:: Available data ::

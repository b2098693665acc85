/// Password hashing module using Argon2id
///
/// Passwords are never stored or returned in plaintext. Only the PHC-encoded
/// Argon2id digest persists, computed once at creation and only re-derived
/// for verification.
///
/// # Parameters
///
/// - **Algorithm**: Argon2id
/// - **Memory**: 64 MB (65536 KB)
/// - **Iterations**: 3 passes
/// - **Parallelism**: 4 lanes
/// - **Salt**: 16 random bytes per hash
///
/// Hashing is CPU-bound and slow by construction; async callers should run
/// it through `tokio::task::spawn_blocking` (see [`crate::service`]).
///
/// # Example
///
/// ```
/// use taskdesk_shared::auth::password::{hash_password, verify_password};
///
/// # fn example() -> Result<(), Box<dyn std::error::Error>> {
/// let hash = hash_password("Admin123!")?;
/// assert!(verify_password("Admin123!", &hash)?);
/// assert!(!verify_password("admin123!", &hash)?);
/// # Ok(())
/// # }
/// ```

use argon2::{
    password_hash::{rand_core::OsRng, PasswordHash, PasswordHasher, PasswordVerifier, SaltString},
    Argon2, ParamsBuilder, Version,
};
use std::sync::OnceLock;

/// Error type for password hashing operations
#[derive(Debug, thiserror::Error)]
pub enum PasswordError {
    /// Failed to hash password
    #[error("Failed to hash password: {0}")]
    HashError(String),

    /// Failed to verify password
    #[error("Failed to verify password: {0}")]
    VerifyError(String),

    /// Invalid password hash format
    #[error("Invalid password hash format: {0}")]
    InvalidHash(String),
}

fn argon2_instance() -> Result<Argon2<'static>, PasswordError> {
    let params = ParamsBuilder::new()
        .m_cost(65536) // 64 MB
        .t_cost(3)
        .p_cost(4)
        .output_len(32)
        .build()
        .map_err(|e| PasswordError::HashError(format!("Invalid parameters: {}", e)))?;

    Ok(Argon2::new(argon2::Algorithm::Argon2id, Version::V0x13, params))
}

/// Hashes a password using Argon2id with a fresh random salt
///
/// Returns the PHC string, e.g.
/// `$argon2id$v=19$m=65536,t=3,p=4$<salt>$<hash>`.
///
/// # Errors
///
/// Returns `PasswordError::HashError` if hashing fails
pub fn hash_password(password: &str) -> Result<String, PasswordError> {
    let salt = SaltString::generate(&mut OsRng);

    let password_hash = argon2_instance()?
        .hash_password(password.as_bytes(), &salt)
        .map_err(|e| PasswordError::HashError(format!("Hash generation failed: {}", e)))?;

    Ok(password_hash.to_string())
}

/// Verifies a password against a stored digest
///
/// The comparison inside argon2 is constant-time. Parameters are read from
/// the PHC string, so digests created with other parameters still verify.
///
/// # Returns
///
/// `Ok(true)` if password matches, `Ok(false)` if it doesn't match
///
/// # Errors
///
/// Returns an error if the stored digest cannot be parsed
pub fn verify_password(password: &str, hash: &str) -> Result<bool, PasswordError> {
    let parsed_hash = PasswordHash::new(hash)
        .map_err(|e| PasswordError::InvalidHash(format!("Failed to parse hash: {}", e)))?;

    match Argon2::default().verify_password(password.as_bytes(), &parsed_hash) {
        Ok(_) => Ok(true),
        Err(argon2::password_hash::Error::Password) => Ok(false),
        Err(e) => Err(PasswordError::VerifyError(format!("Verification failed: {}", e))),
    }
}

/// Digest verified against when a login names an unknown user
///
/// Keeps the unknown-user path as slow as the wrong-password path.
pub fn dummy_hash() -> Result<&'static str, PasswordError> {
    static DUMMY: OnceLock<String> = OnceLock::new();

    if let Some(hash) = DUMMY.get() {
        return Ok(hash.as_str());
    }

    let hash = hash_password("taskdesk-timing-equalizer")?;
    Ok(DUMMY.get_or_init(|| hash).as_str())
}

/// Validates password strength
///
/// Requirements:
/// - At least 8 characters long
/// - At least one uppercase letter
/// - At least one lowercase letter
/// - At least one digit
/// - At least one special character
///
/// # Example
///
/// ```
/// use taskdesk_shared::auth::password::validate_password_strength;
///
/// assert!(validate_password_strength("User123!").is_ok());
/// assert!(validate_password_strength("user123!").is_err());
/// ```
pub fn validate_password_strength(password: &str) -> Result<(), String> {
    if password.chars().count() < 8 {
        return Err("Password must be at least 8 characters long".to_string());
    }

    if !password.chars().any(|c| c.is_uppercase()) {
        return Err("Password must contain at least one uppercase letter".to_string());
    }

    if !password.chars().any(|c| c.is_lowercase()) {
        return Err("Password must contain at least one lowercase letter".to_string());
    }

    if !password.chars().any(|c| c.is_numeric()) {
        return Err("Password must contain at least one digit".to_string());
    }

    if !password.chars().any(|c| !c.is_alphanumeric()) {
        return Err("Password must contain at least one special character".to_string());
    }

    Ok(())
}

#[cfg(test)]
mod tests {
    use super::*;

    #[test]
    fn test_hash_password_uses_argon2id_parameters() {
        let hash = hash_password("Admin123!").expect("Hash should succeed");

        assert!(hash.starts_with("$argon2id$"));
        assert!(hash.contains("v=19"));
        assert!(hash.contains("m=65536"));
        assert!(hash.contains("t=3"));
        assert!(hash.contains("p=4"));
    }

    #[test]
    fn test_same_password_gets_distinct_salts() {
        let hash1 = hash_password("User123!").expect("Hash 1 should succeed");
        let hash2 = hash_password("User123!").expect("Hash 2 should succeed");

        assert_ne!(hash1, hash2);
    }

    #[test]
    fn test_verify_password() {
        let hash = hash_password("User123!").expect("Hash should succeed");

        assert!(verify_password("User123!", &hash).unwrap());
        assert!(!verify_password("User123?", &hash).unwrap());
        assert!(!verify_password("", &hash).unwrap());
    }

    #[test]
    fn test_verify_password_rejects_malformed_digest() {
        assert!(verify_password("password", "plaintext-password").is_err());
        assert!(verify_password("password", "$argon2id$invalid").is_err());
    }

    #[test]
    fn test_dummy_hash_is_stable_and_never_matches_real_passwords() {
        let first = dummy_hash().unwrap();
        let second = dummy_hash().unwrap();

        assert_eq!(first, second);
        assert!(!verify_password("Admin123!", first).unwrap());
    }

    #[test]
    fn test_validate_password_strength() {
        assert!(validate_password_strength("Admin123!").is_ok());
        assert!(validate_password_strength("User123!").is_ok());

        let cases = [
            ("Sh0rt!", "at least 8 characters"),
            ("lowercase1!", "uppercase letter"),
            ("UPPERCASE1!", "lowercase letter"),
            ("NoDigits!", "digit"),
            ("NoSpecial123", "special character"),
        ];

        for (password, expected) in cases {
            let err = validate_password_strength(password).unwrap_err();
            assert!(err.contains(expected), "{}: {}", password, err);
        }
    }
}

:::
:: Available data ::

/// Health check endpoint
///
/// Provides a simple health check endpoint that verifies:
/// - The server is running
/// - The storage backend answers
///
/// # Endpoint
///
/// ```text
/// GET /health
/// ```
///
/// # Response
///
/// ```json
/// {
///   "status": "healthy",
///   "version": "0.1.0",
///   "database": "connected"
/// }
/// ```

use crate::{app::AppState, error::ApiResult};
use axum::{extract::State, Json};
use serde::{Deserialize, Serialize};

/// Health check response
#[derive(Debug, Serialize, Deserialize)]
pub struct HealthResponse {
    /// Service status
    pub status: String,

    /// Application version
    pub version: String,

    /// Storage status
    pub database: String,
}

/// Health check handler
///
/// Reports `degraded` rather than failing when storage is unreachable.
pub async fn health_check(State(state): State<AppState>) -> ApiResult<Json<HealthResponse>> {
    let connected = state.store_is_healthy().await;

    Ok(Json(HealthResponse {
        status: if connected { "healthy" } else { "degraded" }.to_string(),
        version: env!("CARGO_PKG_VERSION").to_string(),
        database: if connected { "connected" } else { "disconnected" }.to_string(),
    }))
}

:::

What the task requires:
Look over the records above, and wherever a line contains the string "second", copy that line.

Output of the task:
        let second = dummy_hash().unwrap();
        assert_eq!(first, second);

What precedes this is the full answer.